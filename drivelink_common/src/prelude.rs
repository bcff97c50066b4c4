//! Common re-exports.
//!
//! ```rust
//! use drivelink_common::prelude::*;
//! ```

use std::time::Duration;

// ─── Configuration ──────────────────────────────────────────────────
pub use crate::config::{ConfigError, ConfigLoader, LogLevel, SharedConfig};

// ─── System Constants ───────────────────────────────────────────────
pub use crate::consts::{DEFAULT_CYCLE_TIME_US, GLOBAL_NAMESPACE, MAX_JOINTS};

// ─── Limits ─────────────────────────────────────────────────────────
pub use crate::limits::source::{
    read_from_config, read_from_description, ConfigStore, DescriptionSource, JointDescription,
};
pub use crate::limits::store::{MachineDescription, TomlConfigStore};
pub use crate::limits::{LimitFlags, Limits, SoftLimits};

// ─── Drives ─────────────────────────────────────────────────────────
pub use crate::actuator::{Actuator, OperationalState, RawFeedback};
pub use crate::error::{ActuatorError, ConfigParseError};
pub use crate::mode::{CommandChannel, OperationMode};

/// Default cycle time as `Duration`.
pub const DEFAULT_CYCLE_TIME: Duration = Duration::from_micros(DEFAULT_CYCLE_TIME_US as u64);
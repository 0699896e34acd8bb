use std::path::{Path, PathBuf};
use std::process::exit;

use clap::{App, Arg, ArgMatches, SubCommand};
use clap::AppSettings::*;
use failure::{Error, Fail};

mod config;
mod format;

use config::Config;
use tisign_core::types::{CalcType, DataType, HashType, RepairFlags};
use tisign_core::{context, keytable, Image, Key};

#[derive(Debug, Fail)]
pub enum CliError {
    #[fail(display = "unrecognized file format")]
    UnknownFormat,
    #[fail(display = "unable to determine calculator/data type from image header")]
    UnknownImageType,
    #[fail(display = "no key ID given and none could be inferred from the image")]
    NoKeyId,
}

fn main() {
    let app = App::new("tisign")
        .about("Sign and validate TI graphing calculator Flash app/OS images")
        .settings(&[ArgRequiredElseHelp, ColoredHelp, DisableHelpSubcommand, DeriveDisplayOrder])
        .arg(Arg::with_name("verbose").short("v").multiple(true).help("Increase diagnostic verbosity"))
        .arg(Arg::with_name("config").long("config").takes_value(true).help("Path to tisign.toml"))
        .subcommand(
            SubCommand::with_name("sign")
                .about("Repair and sign an image")
                .arg(Arg::with_name("image").required(true))
                .arg(Arg::with_name("key-id").long("key-id").takes_value(true))
                .arg(Arg::with_name("key-dir").long("key-dir").takes_value(true))
                .arg(Arg::with_name("root").long("root").takes_value(true).default_value("0"))
                .arg(Arg::with_name("ignore-warnings").long("ignore-warnings"))
                .arg(Arg::with_name("remove-old-signature").long("remove-old-signature"))
                .arg(Arg::with_name("fix-page-count").long("fix-page-count"))
                .arg(Arg::with_name("fix-os-size").long("fix-os-size"))
                .arg(Arg::with_name("zealously-pad").long("zealously-pad")),
        )
        .subcommand(
            SubCommand::with_name("validate")
                .about("Validate an image's signature")
                .arg(Arg::with_name("image").required(true))
                .arg(Arg::with_name("key-id").long("key-id").takes_value(true))
                .arg(Arg::with_name("key-dir").long("key-dir").takes_value(true)),
        )
        .subcommand(
            SubCommand::with_name("info")
                .about("Show header/signature information")
                .arg(Arg::with_name("image").required(true)),
        );

    let matches = app.get_matches();
    context::set_progname("tisign");
    context::set_verbose(matches.occurrences_of("verbose") as i32);

    let config_path = matches
        .value_of("config")
        .map(PathBuf::from)
        .unwrap_or_else(|| PathBuf::from("tisign.toml"));
    let config = Config::load(&config_path).unwrap_or_default();

    if let Some(dir) = &config.key_dir {
        if std::env::var("TISIGN_KEY_DIR").is_err() {
            std::env::set_var("TISIGN_KEY_DIR", dir);
        }
    }

    let result = match matches.subcommand() {
        ("sign", Some(m)) => cmd_sign(m, &config),
        ("validate", Some(m)) => cmd_validate(m),
        ("info", Some(m)) => cmd_info(m),
        _ => Ok(()),
    };

    if let Err(ref e) = result {
        eprintln!("error: {}", format_error(e));
        exit(1);
    }
}

fn format_error(err: &Error) -> String {
    let mut output = err.to_string();
    let mut prev = err.as_fail();
    while let Some(next) = prev.cause() {
        output.push_str(": ");
        output.push_str(&next.to_string());
        prev = next;
    }
    output
}

/// Inspect the leading bytes of a loaded image to infer its
/// calculator/data type, matching the leading-byte conventions each
/// repair variant itself checks.
fn infer_types(data: &[u8]) -> Result<(CalcType, DataType), Error> {
    if data.len() < 2 {
        return Err(CliError::UnknownImageType.into());
    }
    match data[0] {
        0x80 if data[1] == 0x0f => Ok((CalcType::Ti83Plus, DataType::App)),
        0x81 if data[1] == 0x0f => Ok((CalcType::Ti83Plus, DataType::App)),
        0x80 if (data[1] & 0xf0) == 0 => Ok((CalcType::Ti89, DataType::Os)),
        0x81 if (data[1] & 0xf0) == 0 => Ok((CalcType::Ti89, DataType::App)),
        _ => Err(CliError::UnknownImageType.into()),
    }
}

fn build_image(path: &Path) -> Result<Image, Error> {
    let loaded = format::load(path)?;
    let (calc_type, data_type) = infer_types(&loaded.data)?;
    let hash_type = if calc_type.is_ti9x() { HashType::Sha256 } else { HashType::Md5 };
    let mut image = Image::with_data(calc_type, data_type, hash_type, loaded.data);
    image.page_numbers = loaded.page_numbers;
    Ok(image)
}

fn load_key(image: &Image, key_id_arg: Option<&str>) -> Result<Key, Error> {
    let id = match key_id_arg {
        Some(s) => u32::from_str_radix(s.trim_start_matches("0x"), 16)?,
        None => {
            let id = image.key_id();
            if id == 0 {
                return Err(CliError::NoKeyId.into());
            }
            id
        }
    };
    keytable::find_for_id(id, true).map_err(|e| failure::format_err!("{}", e))
}

fn repair_flags_from(m: &ArgMatches, config: &Config) -> RepairFlags {
    let mut flags = RepairFlags::empty();
    if m.is_present("ignore-warnings") || config.ignore_warnings {
        flags |= RepairFlags::IGNORE_WARNINGS;
    }
    if m.is_present("remove-old-signature") || config.remove_old_signature {
        flags |= RepairFlags::REMOVE_OLD_SIGNATURE;
    }
    if m.is_present("fix-page-count") || config.fix_page_count {
        flags |= RepairFlags::FIX_PAGE_COUNT;
    }
    if m.is_present("fix-os-size") || config.fix_os_size {
        flags |= RepairFlags::FIX_OS_SIZE;
    }
    if m.is_present("zealously-pad") || config.zealously_pad {
        flags |= RepairFlags::ZEALOUSLY_PAD_APP;
    }
    flags
}

fn cmd_sign(m: &ArgMatches, config: &Config) -> Result<(), Error> {
    let image_path = Path::new(m.value_of("image").unwrap());
    let mut image = build_image(image_path)?;

    if let Some(dir) = m.value_of("key-dir") {
        std::env::set_var("TISIGN_KEY_DIR", dir);
    }

    let mut key = load_key(&image, m.value_of("key-id"))?;
    let flags = repair_flags_from(m, config);
    let rootnum: u8 = m.value_of("root").unwrap_or("0").parse()?;

    tisign_core::repair_and_sign(&mut image, &mut key, flags, rootnum)
        .map_err(|e| failure::format_err!("{}", e))?;

    let out_path = format::write_signed(image_path, &image.data)?;
    println!("wrote {}", out_path.display());
    Ok(())
}

fn cmd_validate(m: &ArgMatches) -> Result<(), Error> {
    let image_path = Path::new(m.value_of("image").unwrap());
    let image = build_image(image_path)?;

    if let Some(dir) = m.value_of("key-dir") {
        std::env::set_var("TISIGN_KEY_DIR", dir);
    }

    let key = load_key(&image, m.value_of("key-id"))?;
    match tisign_core::validate(&image, &key) {
        Ok(()) => {
            println!("OK");
            Ok(())
        }
        Err(e) => {
            eprintln!("FAILED: {}", e);
            exit(1);
        }
    }
}

fn cmd_info(m: &ArgMatches) -> Result<(), Error> {
    let image_path = Path::new(m.value_of("image").unwrap());
    let image = build_image(image_path)?;

    println!("calc type: {:?}", image.calc_type);
    println!("data type: {:?}", image.data_type);
    println!("length: {} bytes", image.data.len());
    println!("key id: {:04X}", image.key_id());
    if !image.page_numbers.is_empty() {
        println!("pages: {:?}", image.page_numbers);
    }
    Ok(())
}
//! Arbitrary-precision helpers layered on `num-bigint`.
//!
//! These are free functions rather than an extension trait because
//! most of them (CRT, the two square-root variants) take several
//! related operands and read more clearly as standalone routines.

use num_bigint::{BigInt, Sign};
use num_traits::{One, Signed, Zero};

/// Decode a big-endian byte string into a non-negative integer.
pub fn from_be_bytes(bytes: &[u8]) -> BigInt {
    BigInt::from_bytes_be(Sign::Plus, bytes)
}

/// Encode a non-negative integer as a big-endian byte string, padded
/// with leading zero bytes to at least `min_len` bytes.
pub fn to_be_bytes_padded(value: &BigInt, min_len: usize) -> Vec<u8> {
    let (_, mut bytes) = value.to_bytes_be();
    if bytes.len() < min_len {
        let mut padded = vec![0u8; min_len - bytes.len()];
        padded.append(&mut bytes);
        return padded;
    }
    bytes
}

/// Euclidean remainder: always in `[0, modulus)`, unlike `%`.
pub fn mod_euclid(value: &BigInt, modulus: &BigInt) -> BigInt {
    let m = value % modulus;
    if m.is_negative() {
        m + modulus
    } else {
        m
    }
}

/// Extended Euclidean algorithm: returns `(g, x, y)` with
/// `a*x + b*y == g == gcd(a, b)`.
pub fn extended_gcd(a: &BigInt, b: &BigInt) -> (BigInt, BigInt, BigInt) {
    let (mut old_r, mut r) = (a.clone(), b.clone());
    let (mut old_s, mut s) = (BigInt::one(), BigInt::zero());
    let (mut old_t, mut t) = (BigInt::zero(), BigInt::one());

    while !r.is_zero() {
        let quotient = &old_r / &r;
        let new_r = &old_r - &quotient * &r;
        old_r = r;
        r = new_r;
        let new_s = &old_s - &quotient * &s;
        old_s = s;
        s = new_s;
        let new_t = &old_t - &quotient * &t;
        old_t = t;
        t = new_t;
    }
    (old_r, old_s, old_t)
}

/// Modular inverse of `a` mod `m`, or `None` if `gcd(a, m) != 1`.
pub fn mod_inverse(a: &BigInt, m: &BigInt) -> Option<BigInt> {
    let (g, x, _) = extended_gcd(a, m);
    if g == BigInt::one() {
        Some(mod_euclid(&x, m))
    } else if g == -BigInt::one() {
        Some(mod_euclid(&-x, m))
    } else {
        None
    }
}

/// Legendre symbol `(a|p)` for an odd prime `p`: -1, 0, or 1.
pub fn legendre(a: &BigInt, p: &BigInt) -> i32 {
    let a = mod_euclid(a, p);
    if a.is_zero() {
        return 0;
    }
    let exp = (p - BigInt::one()) / BigInt::from(2);
    let r = a.modpow(&exp, p);
    if r == BigInt::one() {
        1
    } else {
        -1
    }
}

/// Square root of `x` mod a prime `p === 3 (mod 4)`. Caller must
/// ensure `(x|p) == 1`.
pub fn sqrtm_3(x: &BigInt, p: &BigInt) -> BigInt {
    let exp = (p + BigInt::one()) >> 2;
    x.modpow(&exp, p)
}

/// Square root of `x` mod a prime `p === 5 (mod 8)`. Caller must
/// ensure `(x|p) == 1`.
pub fn sqrtm_5(x: &BigInt, p: &BigInt) -> BigInt {
    let exp = (p + BigInt::from(3)) >> 3;
    let mut res = x.modpow(&exp, p);

    if mod_euclid(&(&res * &res - x), p) != BigInt::zero() {
        let exp2 = (p - BigInt::one()) >> 2;
        let two = BigInt::from(2);
        let adjust = two.modpow(&exp2, p);
        res = mod_euclid(&(&res * &adjust), p);
    }
    res
}

/// Square root of `x` modulo a prime `p === 3, 5, or 7 (mod 8)`.
pub fn sqrtm(x: &BigInt, p: &BigInt) -> BigInt {
    let pm8 = to_i64(&(p % BigInt::from(8))).unwrap_or(0);
    if pm8 == 5 {
        sqrtm_5(x, p)
    } else {
        sqrtm_3(x, p)
    }
}

/// Chinese remainder: the unique `x (mod p*q)` with `x === r (mod p)`
/// and `x === s (mod q)`, given `qinv = q^-1 mod p`.
pub fn crt(r: &BigInt, s: &BigInt, p: &BigInt, q: &BigInt, qinv: &BigInt) -> BigInt {
    let diff = mod_euclid(&(r - s), p);
    let t = mod_euclid(&(diff * qinv), p);
    t * q + s
}

/// Convert a small `BigInt` (one known to fit) to an `i64`.
pub fn to_i64(value: &BigInt) -> Option<i64> {
    use num_traits::ToPrimitive;
    value.to_i64()
}

#[cfg(test)]
mod tests {
    use super::*;

    #[test]
    fn extended_gcd_satisfies_bezout() {
        let a = BigInt::from(240);
        let b = BigInt::from(46);
        let (g, x, y) = extended_gcd(&a, &b);
        assert_eq!(g, BigInt::from(2));
        assert_eq!(&a * &x + &b * &y, g);
    }

    #[test]
    fn mod_inverse_round_trips() {
        let a = BigInt::from(17);
        let m = BigInt::from(3120);
        let inv = mod_inverse(&a, &m).unwrap();
        assert_eq!(mod_euclid(&(&a * &inv), &m), BigInt::one());
    }

    #[test]
    fn legendre_of_quadratic_residue() {
        // 4 is a QR mod 7 (2^2 = 4)
        assert_eq!(legendre(&BigInt::from(4), &BigInt::from(7)), 1);
        // 5 is not a QR mod 7
        assert_eq!(legendre(&BigInt::from(5), &BigInt::from(7)), -1);
    }

    #[test]
    fn sqrtm_3_recovers_root() {
        let p = BigInt::from(11); // 11 = 3 mod 4
        let x = BigInt::from(9);
        let root = sqrtm_3(&x, &p);
        assert_eq!(mod_euclid(&(&root * &root), &p), x);
    }

    #[test]
    fn sqrtm_5_recovers_root() {
        let p = BigInt::from(13); // 13 = 5 mod 8
        let x = BigInt::from(4);
        let root = sqrtm_5(&x, &p);
        assert_eq!(mod_euclid(&(&root * &root), &p), x);
    }

    #[test]
    fn crt_combines_residues() {
        let p = BigInt::from(11);
        let q = BigInt::from(13);
        let qinv = mod_inverse(&q, &p).unwrap();
        let r = BigInt::from(5);
        let s = BigInt::from(7);
        let x = crt(&r, &s, &p, &q, &qinv);
        assert_eq!(mod_euclid(&x, &p), r);
        assert_eq!(mod_euclid(&x, &q), s);
    }

    #[test]
    fn be_bytes_roundtrip_with_padding() {
        let v = BigInt::from(0x1234);
        let bytes = to_be_bytes_padded(&v, 4);
        assert_eq!(bytes, vec![0, 0, 0x12, 0x34]);
        assert_eq!(from_be_bytes(&bytes), v);
    }
}
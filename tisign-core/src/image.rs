//! In-memory program image: the payload bytes plus the bookkeeping
//! the OS-specific repair/signature passes need.

use crate::tlv;
use crate::types::{CalcType, DataType, HashType};

/// Page size for TI-8x/9x Flash memory; signatures and page-boundary
/// fill rules are all expressed in terms of this constant.
pub const PAGE_SIZE: usize = 0x4000;

/// A program image and its associated OS metadata.
///
/// For apps, `header` and `signature` are unused -- the header lives
/// inline at the start of `data`, and the signature is appended
/// directly to `data`. For an OS, the header and signature are kept
/// as separate buffers (the historical format stores the OS image
/// itself as unstructured page data, with header/signature residing
/// in a fixed location discovered via `page_numbers`).
#[derive(Debug, Clone)]
pub struct Image {
    pub calc_type: CalcType,
    pub data_type: DataType,
    pub hash_type: HashType,
    pub data: Vec<u8>,
    pub header: Vec<u8>,
    pub signature: Vec<u8>,
    pub page_numbers: Vec<u32>,
}

impl Image {
    pub fn new(calc_type: CalcType, data_type: DataType, hash_type: HashType) -> Image {
        Image {
            calc_type,
            data_type,
            hash_type,
            data: Vec::new(),
            header: Vec::new(),
            signature: Vec::new(),
            page_numbers: Vec::new(),
        }
    }

    pub fn with_data(
        calc_type: CalcType,
        data_type: DataType,
        hash_type: HashType,
        data: Vec<u8>,
    ) -> Image {
        let mut img = Image::new(calc_type, data_type, hash_type);
        img.data = data;
        img
    }

    pub fn append(&mut self, bytes: &[u8]) {
        self.data.extend_from_slice(bytes);
    }

    /// Truncate or extend `data` to `length`. New space is filled
    /// with `0xFF`, except that every byte landing exactly on a page
    /// boundary is set to `0x42` (the value boot code expects for an
    /// as-yet-unwritten page header).
    pub fn set_length(&mut self, length: usize) {
        if length <= self.data.len() {
            self.data.truncate(length);
            return;
        }
        let old_len = self.data.len();
        self.data.resize(length, 0xff);

        let first_boundary = (old_len + PAGE_SIZE - 1) & !(PAGE_SIZE - 1);
        let mut i = first_boundary;
        while i < length {
            self.data[i] = 0x42;
            i += PAGE_SIZE;
        }
    }

    /// Extract the key ID field: apps use tag `0x8110` if they carry
    /// a TI-9x-style leading byte `0x81`, otherwise `0x8010`.
    pub fn key_id(&self) -> u32 {
        let (hdr, hdrsize): (&[u8], usize) = if !self.header.is_empty() {
            (&self.header, self.header.len())
        } else if !self.data.is_empty() {
            let cap = self.data.len().min(128);
            (&self.data, cap)
        } else {
            return 0;
        };

        if hdr.len() < 2 {
            return 0;
        }
        let (hdrstart, _) = tlv::decode_length(hdr);
        if hdrstart >= hdrsize {
            return 0;
        }
        let body = &hdr[hdrstart..hdrsize.min(hdr.len())];
        if hdr[0] == 0x81 {
            tlv::read_numeric_field(0x8110, body)
        } else {
            tlv::read_numeric_field(0x8010, body)
        }
    }
}

#[cfg(test)]
mod tests {
    use super::*;

    #[test]
    fn set_length_fills_ff_and_marks_page_boundary() {
        let mut img = Image::new(CalcType::Ti83Plus, DataType::App, HashType::Md5);
        img.data = vec![0u8; 10];
        img.set_length(PAGE_SIZE + 20);
        assert_eq!(img.data.len(), PAGE_SIZE + 20);
        assert_eq!(img.data[15], 0xff);
        assert_eq!(img.data[PAGE_SIZE], 0x42);
        assert_eq!(img.data[PAGE_SIZE + 1], 0xff);
    }

    #[test]
    fn set_length_truncates() {
        let mut img = Image::new(CalcType::Ti83Plus, DataType::App, HashType::Md5);
        img.data = vec![1, 2, 3, 4, 5];
        img.set_length(3);
        assert_eq!(img.data, vec![1, 2, 3]);
    }

    #[test]
    fn key_id_reads_8010_field_for_ti8x_app() {
        // 80 0F <4-byte len> ... 80 10 02 AA BB ... 80 7F ...
        let mut data = vec![0x80, 0x0f, 0, 0, 0, 10];
        data.extend_from_slice(&[0x80, 0x12, 0xAA, 0xBB]);
        let mut img = Image::new(CalcType::Ti83Plus, DataType::App, HashType::Md5);
        img.data = data;
        assert_eq!(img.key_id(), 0xAABB);
    }
}
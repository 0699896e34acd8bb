//! On-disk program encodings: raw binary and a plain hex dump format.

use std::fs;
use std::path::Path;

use failure::{bail, Error};

/// Bytes plus page numbers recovered while parsing a plain hex file
/// (empty for raw binary, which carries no explicit page markers).
pub struct Loaded {
    pub data: Vec<u8>,
    pub page_numbers: Vec<u32>,
}

/// Load a program image file, auto-detecting raw binary vs. plain
/// hex by the first non-whitespace byte.
pub fn load(path: &Path) -> Result<Loaded, Error> {
    let raw = fs::read(path)?;
    let first_nonspace = raw.iter().find(|&&b| !(b as char).is_whitespace());

    match first_nonspace {
        Some(0x80) | Some(0x81) => Ok(Loaded {
            data: raw,
            page_numbers: Vec::new(),
        }),
        Some(_) => {
            let text = String::from_utf8(raw).map_err(|_| Error::from(crate::CliError::UnknownFormat))?;
            parse_hex(&text)
        }
        None => bail!("empty image file"),
    }
}

fn parse_hex(text: &str) -> Result<Loaded, Error> {
    let mut data = Vec::new();
    let mut page_numbers = Vec::new();

    for line in text.lines() {
        let line = line.trim();
        if line.is_empty() {
            continue;
        }
        if let Some(page_str) = line.strip_prefix('@') {
            let page = u32::from_str_radix(page_str.trim(), 16)
                .map_err(|_| crate::CliError::UnknownFormat)?;
            page_numbers.push(page);
            continue;
        }

        let (addr_str, rest) = line
            .split_once(':')
            .ok_or(crate::CliError::UnknownFormat)?;
        let addr = u32::from_str_radix(addr_str.trim(), 16).map_err(|_| crate::CliError::UnknownFormat)?;

        let offset = data.len() as u32;
        if addr as usize > data.len() {
            bail!("hex line address {:04X} does not follow contiguously", addr);
        }
        let _ = offset;

        for byte_str in rest.split_whitespace() {
            let byte = u8::from_str_radix(byte_str, 16).map_err(|_| crate::CliError::UnknownFormat)?;
            data.push(byte);
        }
    }

    Ok(Loaded { data, page_numbers })
}

/// Write `data` back out as raw binary, appending `.signed` to the
/// stem of `original`.
pub fn write_signed(original: &Path, data: &[u8]) -> Result<std::path::PathBuf, Error> {
    let mut out_path = original.to_path_buf();
    let mut name = out_path
        .file_name()
        .map(|n| n.to_os_string())
        .unwrap_or_default();
    name.push(".signed");
    out_path.set_file_name(name);
    fs::write(&out_path, data)?;
    Ok(out_path)
}
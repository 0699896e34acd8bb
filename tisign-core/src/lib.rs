//! Core signing/validation engine for TI graphing-calculator Flash
//! app and OS images: TLV header codec, Rabin and RSA signature
//! schemes, and the byte-exact header repair passes TI's boot code
//! requires.

#[macro_use]
extern crate lazy_static;

pub mod bigint;
pub mod context;
pub mod error;
pub mod image;
pub mod key;
pub mod keyfile;
pub mod keytable;
pub mod repair;
pub mod signature;
pub mod tlv;
pub mod types;

pub use error::{Error, Result};
pub use image::Image;
pub use key::Key;
pub use types::{CalcType, DataType, HashType, RepairFlags};

/// Repair, then sign, a program image end to end -- the `sign`
/// subcommand's core operation.
pub fn repair_and_sign(
    image: &mut Image,
    key: &mut Key,
    flags: RepairFlags,
    rootnum: u8,
) -> Result<()> {
    repair_image(image, flags)?;
    signature::sign_program(image, key, rootnum)
}

/// Run the repair pass appropriate to `image.calc_type`/`data_type`.
pub fn repair_image(image: &mut Image, flags: RepairFlags) -> Result<()> {
    use crate::types::DataType::*;
    if image.calc_type.is_ti8x() {
        match image.data_type {
            App => repair::repair_ti8x_app(image, flags),
            Os => repair::repair_ti8x_os(image, flags),
            _ => Err(error::FatalError::UnknownProgramType.into()),
        }
    } else if image.calc_type.is_ti9x() {
        match image.data_type {
            App => repair::repair_ti9x_app(image, flags),
            Os => repair::repair_ti9x_os(image, flags),
            _ => Err(error::FatalError::UnknownProgramType.into()),
        }
    } else {
        Err(error::FatalError::UnknownProgramType.into())
    }
}

/// Validate a signed program image, resolving its key by ID if one
/// was not explicitly supplied.
pub fn validate(image: &Image, key: &Key) -> Result<()> {
    signature::validate_program(image, key)
}
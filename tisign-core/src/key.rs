//! In-memory representation of a Rabin/RSA signing or validation key.

use num_bigint::BigInt;
use num_traits::Zero;

use crate::bigint;
use crate::error::{FatalError, Result};

/// Fixed RSA validation exponent used by every TI-9x key.
pub const RSA_VALIDATION_EXPONENT: u32 = 17;

/// A Rabin or RSA key, loaded from a key file or a built-in table
/// entry. Which operations are available depends on which fields are
/// populated: `n` alone supports validation; `p`/`q` (Rabin) or `d`
/// (RSA) additionally support signing.
#[derive(Debug, Clone)]
pub struct Key {
    pub filename: Option<String>,
    pub id: u32,
    pub n: BigInt,
    pub e: BigInt,
    pub p: BigInt,
    pub q: BigInt,
    pub qinv: Option<BigInt>,
    pub d: Option<BigInt>,
}

impl Key {
    pub fn new() -> Key {
        Key {
            filename: None,
            id: 0,
            n: BigInt::zero(),
            e: BigInt::from(RSA_VALIDATION_EXPONENT),
            p: BigInt::zero(),
            q: BigInt::zero(),
            qinv: None,
            d: None,
        }
    }

    pub fn has_public(&self) -> bool {
        !self.n.is_zero()
    }

    pub fn has_rabin_private(&self) -> bool {
        !self.p.is_zero() && !self.q.is_zero()
    }

    pub fn has_rsa_private(&self) -> bool {
        self.d.as_ref().map_or(false, |d| !d.is_zero())
    }

    /// `q^-1 mod p`, computed and cached on first use.
    pub fn qinv(&mut self) -> Result<&BigInt> {
        if self.qinv.is_none() {
            if self.p.is_zero() || self.q.is_zero() {
                return Err(FatalError::MissingPrivateKey.into());
            }
            let inv = bigint::mod_inverse(&self.q, &self.p)
                .ok_or(FatalError::UnsuitableRabinKey)?;
            self.qinv = Some(inv);
        }
        Ok(self.qinv.as_ref().unwrap())
    }

    /// RSA signing exponent `d`, computed from `p`/`q` and cached on
    /// first use.
    pub fn rsa_exponent(&mut self) -> Result<&BigInt> {
        if self.d.is_none() || self.d.as_ref().unwrap().is_zero() {
            if self.p.is_zero() || self.q.is_zero() {
                return Err(FatalError::MissingPrivateKey.into());
            }
            let phi = (&self.p - 1) * (&self.q - 1);
            let d = bigint::mod_inverse(&self.e, &phi).ok_or(FatalError::UnsuitableRsaKey)?;
            self.d = Some(d);
        }
        Ok(self.d.as_ref().unwrap())
    }

    /// Self-check: verifies `p*q == n` (Rabin) or that `d` is a true
    /// inverse of `e` mod `(p-1)(q-1)` when only `d` is known (RSA
    /// style files with no factors).
    pub fn verify_consistency(&self) -> Result<()> {
        if self.has_rabin_private() {
            if &self.p * &self.q != self.n {
                return Err(FatalError::InvalidKey.into());
            }
        } else if self.has_rsa_private() {
            let d = self.d.as_ref().unwrap();
            let probe = BigInt::from(RSA_VALIDATION_EXPONENT);
            let enc = probe.modpow(&self.e, &self.n);
            let dec = enc.modpow(d, &self.n);
            if dec != probe {
                return Err(FatalError::InvalidKey.into());
            }
        }
        Ok(())
    }
}

impl Default for Key {
    fn default() -> Self {
        Key::new()
    }
}

#[cfg(test)]
mod tests {
    use super::*;

    fn sample_key() -> Key {
        // small toy factors, p === 3 mod 8, q === 7 mod 8
        let p = BigInt::from(11u32);
        let q = BigInt::from(23u32);
        let mut k = Key::new();
        k.n = &p * &q;
        k.p = p;
        k.q = q;
        k
    }

    #[test]
    fn qinv_is_cached_and_correct() {
        let mut k = sample_key();
        let qinv = k.qinv().unwrap().clone();
        assert_eq!(bigint::mod_euclid(&(&k.q * &qinv), &k.p), BigInt::from(1));
    }

    #[test]
    fn rsa_exponent_inverts_e() {
        let mut k = sample_key();
        let d = k.rsa_exponent().unwrap().clone();
        let phi = (&k.p - 1) * (&k.q - 1);
        assert_eq!(bigint::mod_euclid(&(&d * &k.e), &phi), BigInt::from(1));
    }

    #[test]
    fn consistency_check_rejects_mismatched_factors() {
        let mut k = sample_key();
        k.q = BigInt::from(29u32); // no longer matches n
        assert!(k.verify_consistency().is_err());
    }
}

WORK TO BE COMPLETED:
What is the number of lines in the entries above that contain the word "leading"? Answer with that number only.

TASK SOLUTION:
4